- [Description of the task] Look through the listing below, and wherever a line has the string "parsed", copy it.
•••
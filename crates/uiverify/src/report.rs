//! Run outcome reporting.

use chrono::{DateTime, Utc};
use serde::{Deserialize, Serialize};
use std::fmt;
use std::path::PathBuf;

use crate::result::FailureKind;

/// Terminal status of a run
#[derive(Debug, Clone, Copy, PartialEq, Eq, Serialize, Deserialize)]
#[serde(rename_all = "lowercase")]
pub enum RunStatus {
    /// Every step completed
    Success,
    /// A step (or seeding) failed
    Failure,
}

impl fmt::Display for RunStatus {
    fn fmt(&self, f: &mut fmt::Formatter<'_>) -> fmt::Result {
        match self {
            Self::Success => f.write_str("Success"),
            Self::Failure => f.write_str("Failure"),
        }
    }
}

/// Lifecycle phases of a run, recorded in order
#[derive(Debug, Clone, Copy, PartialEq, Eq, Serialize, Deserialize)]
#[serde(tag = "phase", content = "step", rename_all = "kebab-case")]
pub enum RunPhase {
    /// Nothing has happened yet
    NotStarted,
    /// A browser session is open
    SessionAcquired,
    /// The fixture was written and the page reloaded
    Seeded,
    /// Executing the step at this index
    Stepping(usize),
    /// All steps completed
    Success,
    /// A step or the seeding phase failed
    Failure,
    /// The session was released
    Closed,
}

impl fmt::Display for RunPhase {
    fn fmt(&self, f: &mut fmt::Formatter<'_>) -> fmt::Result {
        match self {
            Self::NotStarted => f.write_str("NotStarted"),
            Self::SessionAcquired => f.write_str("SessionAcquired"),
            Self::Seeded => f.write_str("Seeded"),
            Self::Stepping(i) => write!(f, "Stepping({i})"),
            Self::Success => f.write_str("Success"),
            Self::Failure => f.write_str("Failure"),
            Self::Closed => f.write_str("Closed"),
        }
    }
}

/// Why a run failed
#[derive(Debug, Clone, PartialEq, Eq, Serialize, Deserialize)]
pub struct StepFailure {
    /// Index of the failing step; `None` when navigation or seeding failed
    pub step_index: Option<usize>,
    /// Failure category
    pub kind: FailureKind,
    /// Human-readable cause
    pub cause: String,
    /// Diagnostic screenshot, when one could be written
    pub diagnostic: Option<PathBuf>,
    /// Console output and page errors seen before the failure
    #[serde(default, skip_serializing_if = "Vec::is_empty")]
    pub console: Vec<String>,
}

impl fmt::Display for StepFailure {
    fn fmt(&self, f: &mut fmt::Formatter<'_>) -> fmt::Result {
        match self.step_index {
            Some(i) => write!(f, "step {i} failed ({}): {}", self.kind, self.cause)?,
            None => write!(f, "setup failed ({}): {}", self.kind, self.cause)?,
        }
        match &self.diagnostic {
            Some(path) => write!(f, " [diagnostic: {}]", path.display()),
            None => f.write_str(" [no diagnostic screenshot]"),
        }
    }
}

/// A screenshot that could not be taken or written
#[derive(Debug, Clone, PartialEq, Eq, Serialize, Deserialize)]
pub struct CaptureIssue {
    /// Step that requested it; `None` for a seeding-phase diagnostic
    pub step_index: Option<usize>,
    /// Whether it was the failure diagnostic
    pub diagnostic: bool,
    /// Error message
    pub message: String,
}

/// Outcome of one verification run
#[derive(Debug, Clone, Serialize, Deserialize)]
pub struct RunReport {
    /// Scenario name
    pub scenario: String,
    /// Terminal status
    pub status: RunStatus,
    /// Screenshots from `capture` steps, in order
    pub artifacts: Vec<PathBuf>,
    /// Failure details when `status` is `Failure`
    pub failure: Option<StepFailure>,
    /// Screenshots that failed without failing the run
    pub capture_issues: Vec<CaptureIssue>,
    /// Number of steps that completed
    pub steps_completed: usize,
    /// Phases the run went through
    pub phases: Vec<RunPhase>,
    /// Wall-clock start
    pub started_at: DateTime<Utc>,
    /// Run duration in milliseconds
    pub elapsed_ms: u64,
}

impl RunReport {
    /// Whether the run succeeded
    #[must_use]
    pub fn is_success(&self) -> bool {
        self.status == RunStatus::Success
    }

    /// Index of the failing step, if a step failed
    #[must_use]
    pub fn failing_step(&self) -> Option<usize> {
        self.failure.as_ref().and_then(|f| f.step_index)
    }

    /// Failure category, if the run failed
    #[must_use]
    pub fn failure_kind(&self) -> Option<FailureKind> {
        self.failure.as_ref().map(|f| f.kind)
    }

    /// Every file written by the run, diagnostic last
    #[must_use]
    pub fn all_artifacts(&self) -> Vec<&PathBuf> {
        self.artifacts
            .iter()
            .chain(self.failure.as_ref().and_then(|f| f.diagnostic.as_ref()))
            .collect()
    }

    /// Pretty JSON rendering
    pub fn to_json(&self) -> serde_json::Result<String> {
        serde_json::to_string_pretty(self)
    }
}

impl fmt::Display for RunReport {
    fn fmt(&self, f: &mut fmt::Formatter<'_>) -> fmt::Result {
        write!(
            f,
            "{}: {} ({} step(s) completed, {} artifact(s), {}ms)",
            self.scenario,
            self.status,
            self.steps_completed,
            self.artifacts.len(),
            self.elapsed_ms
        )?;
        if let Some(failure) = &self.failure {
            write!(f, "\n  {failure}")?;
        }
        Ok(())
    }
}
•••
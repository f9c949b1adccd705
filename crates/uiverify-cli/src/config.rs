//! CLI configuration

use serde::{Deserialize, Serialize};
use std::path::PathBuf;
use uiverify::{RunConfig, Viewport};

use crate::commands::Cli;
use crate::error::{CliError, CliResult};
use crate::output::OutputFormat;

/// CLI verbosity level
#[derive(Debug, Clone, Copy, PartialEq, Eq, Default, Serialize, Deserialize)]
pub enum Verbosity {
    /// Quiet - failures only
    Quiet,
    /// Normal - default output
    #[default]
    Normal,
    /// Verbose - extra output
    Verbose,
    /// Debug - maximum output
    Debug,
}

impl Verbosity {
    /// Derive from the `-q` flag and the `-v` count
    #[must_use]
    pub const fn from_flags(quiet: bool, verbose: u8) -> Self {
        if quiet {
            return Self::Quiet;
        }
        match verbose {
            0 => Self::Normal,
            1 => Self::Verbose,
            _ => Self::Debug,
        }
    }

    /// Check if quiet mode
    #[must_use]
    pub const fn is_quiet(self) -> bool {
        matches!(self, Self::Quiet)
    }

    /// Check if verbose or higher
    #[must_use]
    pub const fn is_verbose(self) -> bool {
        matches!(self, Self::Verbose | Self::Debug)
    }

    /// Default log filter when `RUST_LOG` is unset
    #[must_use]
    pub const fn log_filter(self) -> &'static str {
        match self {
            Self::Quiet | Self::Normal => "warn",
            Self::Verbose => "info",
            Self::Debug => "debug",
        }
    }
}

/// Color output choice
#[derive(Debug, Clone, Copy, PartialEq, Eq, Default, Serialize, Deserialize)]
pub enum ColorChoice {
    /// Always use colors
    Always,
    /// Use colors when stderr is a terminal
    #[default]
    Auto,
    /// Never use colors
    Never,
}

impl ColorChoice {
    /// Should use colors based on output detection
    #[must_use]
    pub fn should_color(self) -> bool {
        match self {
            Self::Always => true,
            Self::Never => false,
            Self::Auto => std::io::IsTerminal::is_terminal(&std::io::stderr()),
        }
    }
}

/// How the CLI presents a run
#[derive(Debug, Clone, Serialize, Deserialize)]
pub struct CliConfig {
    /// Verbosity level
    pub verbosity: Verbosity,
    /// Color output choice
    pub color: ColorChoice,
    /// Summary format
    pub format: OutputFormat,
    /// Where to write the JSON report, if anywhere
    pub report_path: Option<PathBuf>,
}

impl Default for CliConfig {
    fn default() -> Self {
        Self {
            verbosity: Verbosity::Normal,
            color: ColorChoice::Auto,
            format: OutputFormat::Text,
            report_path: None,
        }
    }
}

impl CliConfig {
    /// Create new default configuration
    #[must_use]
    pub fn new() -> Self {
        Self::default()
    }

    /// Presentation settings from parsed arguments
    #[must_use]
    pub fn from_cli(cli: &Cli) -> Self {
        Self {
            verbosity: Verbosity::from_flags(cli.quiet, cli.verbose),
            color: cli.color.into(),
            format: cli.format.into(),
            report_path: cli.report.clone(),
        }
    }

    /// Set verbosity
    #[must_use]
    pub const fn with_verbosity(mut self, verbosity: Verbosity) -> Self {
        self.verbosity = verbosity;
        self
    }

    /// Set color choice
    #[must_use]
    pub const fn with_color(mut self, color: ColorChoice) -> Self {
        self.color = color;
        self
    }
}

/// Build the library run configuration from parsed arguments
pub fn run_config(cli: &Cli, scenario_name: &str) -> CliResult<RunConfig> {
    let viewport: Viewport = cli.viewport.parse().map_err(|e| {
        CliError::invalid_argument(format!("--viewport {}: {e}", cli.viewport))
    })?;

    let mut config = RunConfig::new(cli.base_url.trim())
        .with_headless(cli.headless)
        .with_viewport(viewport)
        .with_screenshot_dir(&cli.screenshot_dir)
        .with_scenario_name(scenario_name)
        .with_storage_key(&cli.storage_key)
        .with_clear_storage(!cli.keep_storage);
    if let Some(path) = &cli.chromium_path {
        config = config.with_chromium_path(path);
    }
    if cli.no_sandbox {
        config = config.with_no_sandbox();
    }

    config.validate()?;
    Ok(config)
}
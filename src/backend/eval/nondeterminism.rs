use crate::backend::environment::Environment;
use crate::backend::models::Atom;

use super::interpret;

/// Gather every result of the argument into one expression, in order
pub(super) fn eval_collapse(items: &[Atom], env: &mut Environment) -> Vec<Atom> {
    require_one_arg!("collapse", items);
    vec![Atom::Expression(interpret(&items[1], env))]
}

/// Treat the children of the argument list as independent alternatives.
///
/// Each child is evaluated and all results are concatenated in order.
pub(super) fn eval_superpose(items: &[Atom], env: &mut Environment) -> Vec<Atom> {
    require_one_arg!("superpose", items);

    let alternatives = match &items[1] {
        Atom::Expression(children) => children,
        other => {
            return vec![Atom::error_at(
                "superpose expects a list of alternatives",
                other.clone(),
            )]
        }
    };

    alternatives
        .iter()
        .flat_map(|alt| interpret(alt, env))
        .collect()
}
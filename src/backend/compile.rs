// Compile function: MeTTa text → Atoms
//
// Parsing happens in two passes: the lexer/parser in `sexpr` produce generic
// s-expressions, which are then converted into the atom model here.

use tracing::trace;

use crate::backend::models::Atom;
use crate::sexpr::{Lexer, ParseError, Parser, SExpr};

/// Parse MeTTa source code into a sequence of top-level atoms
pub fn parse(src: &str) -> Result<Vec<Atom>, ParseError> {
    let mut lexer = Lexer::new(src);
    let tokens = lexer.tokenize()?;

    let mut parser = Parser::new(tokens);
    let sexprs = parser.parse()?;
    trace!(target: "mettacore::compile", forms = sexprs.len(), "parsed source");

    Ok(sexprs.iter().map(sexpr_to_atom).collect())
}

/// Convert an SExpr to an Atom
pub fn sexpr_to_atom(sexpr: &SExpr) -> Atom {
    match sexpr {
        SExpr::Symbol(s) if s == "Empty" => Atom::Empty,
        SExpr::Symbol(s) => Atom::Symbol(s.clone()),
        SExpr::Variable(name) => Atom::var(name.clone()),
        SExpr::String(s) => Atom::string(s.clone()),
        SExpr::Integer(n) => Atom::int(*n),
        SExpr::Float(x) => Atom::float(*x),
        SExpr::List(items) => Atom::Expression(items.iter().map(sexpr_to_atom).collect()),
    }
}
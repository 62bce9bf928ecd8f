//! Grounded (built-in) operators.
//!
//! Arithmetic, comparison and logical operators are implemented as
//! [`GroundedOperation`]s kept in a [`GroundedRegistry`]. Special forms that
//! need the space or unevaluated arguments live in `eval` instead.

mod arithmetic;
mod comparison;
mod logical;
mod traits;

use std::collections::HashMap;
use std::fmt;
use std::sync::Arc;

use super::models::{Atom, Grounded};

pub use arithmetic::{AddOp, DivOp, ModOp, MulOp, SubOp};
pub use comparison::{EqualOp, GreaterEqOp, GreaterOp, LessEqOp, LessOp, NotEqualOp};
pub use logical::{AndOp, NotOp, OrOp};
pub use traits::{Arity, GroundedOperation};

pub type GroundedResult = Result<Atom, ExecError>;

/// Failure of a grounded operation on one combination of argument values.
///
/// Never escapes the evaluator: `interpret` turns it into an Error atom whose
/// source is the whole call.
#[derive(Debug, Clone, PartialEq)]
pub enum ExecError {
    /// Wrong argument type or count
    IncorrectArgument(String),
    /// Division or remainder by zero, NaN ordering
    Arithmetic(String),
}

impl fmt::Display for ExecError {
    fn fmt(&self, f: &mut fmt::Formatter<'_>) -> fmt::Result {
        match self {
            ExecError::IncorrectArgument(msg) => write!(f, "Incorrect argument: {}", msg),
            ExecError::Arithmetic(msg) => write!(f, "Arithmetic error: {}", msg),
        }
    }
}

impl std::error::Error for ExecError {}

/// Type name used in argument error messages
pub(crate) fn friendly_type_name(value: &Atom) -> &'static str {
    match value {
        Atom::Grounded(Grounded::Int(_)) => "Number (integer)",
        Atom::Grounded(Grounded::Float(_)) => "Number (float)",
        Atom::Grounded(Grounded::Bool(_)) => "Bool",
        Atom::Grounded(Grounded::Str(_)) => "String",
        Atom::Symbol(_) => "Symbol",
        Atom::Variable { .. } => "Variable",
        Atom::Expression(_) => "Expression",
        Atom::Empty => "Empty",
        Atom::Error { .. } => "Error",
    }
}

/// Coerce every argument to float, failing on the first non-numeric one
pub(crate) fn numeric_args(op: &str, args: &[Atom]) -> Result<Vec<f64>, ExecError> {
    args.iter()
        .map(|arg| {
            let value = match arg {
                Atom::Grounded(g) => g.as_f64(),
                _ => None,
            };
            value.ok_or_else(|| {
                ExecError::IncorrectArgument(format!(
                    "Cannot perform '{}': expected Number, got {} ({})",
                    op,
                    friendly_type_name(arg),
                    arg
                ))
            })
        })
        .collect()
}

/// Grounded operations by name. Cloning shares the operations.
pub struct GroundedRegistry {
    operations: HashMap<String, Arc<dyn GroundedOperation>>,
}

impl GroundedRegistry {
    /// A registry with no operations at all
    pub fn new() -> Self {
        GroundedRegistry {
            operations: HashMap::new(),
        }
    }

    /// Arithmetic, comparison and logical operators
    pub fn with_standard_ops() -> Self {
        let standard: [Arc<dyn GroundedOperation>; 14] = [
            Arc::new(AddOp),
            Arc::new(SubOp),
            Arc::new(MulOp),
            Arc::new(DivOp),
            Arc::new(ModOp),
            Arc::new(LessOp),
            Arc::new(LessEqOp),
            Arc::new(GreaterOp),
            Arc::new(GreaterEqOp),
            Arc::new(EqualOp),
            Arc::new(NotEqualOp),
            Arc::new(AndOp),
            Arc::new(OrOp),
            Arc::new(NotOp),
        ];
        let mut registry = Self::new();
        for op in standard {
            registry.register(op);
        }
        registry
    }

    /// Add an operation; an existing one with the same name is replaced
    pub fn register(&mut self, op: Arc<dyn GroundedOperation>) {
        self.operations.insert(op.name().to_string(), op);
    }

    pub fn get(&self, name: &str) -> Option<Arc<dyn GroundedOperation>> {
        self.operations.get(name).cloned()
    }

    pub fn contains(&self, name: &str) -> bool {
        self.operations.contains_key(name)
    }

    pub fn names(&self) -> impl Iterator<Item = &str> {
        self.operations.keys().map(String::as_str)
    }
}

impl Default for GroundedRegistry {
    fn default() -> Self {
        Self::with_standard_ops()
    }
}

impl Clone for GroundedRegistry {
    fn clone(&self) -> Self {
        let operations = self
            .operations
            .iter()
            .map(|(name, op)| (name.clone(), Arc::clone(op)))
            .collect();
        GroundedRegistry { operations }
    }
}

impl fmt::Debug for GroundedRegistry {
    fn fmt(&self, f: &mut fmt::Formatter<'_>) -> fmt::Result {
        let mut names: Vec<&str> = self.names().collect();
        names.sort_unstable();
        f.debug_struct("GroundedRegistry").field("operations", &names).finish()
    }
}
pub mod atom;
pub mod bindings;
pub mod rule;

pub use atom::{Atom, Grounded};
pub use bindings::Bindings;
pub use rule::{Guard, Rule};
•••
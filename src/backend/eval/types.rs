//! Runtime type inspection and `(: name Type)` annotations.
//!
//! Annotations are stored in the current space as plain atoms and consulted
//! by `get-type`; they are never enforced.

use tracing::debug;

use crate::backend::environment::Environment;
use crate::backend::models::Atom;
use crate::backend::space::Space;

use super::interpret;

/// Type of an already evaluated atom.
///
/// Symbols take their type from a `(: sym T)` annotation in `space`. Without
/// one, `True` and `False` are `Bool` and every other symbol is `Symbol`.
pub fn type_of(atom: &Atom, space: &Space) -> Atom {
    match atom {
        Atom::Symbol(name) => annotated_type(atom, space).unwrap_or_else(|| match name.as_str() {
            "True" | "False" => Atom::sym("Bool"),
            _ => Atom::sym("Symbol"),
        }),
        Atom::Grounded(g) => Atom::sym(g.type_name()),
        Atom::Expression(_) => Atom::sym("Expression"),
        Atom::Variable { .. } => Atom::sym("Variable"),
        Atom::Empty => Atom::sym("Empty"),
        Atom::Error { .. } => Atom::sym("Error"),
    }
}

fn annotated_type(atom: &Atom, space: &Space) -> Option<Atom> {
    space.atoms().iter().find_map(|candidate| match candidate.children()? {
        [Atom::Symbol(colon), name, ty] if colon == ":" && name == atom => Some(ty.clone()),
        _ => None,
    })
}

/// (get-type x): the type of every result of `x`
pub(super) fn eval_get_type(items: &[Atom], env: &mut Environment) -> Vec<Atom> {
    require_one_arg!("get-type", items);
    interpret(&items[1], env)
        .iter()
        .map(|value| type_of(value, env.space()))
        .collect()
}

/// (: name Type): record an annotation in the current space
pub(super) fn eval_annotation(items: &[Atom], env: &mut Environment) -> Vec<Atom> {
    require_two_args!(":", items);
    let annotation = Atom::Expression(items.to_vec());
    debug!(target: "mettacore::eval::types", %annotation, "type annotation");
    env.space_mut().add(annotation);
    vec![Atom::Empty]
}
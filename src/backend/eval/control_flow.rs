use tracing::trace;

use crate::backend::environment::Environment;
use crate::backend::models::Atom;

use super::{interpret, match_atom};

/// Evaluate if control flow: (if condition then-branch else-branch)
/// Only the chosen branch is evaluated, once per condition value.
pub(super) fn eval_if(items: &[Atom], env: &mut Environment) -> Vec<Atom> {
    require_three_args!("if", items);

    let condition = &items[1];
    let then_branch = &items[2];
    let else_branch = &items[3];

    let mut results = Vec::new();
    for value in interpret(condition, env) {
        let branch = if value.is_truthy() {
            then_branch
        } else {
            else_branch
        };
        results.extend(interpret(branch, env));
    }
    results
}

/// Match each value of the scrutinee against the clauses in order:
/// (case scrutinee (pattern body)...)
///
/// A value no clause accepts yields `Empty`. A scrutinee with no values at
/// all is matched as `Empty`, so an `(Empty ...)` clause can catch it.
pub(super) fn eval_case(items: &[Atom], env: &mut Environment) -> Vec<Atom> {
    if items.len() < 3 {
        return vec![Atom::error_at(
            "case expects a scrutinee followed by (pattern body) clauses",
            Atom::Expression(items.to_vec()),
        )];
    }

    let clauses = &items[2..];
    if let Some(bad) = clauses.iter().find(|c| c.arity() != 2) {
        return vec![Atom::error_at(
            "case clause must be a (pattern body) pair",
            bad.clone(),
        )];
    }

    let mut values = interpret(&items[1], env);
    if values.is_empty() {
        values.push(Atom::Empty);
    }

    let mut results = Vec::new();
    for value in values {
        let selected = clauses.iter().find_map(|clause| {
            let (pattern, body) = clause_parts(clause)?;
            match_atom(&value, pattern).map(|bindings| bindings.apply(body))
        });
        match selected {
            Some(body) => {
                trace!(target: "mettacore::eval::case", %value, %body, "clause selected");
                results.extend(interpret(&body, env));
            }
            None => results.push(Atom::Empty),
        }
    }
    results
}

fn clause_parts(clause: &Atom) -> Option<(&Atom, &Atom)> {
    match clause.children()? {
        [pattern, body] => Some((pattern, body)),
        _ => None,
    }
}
•••
- [Task answer]
    /// Presentation settings from parsed arguments
/// Build the library run configuration from parsed arguments
    trace!(target: "mettacore::compile", forms = sexprs.len(), "parsed source");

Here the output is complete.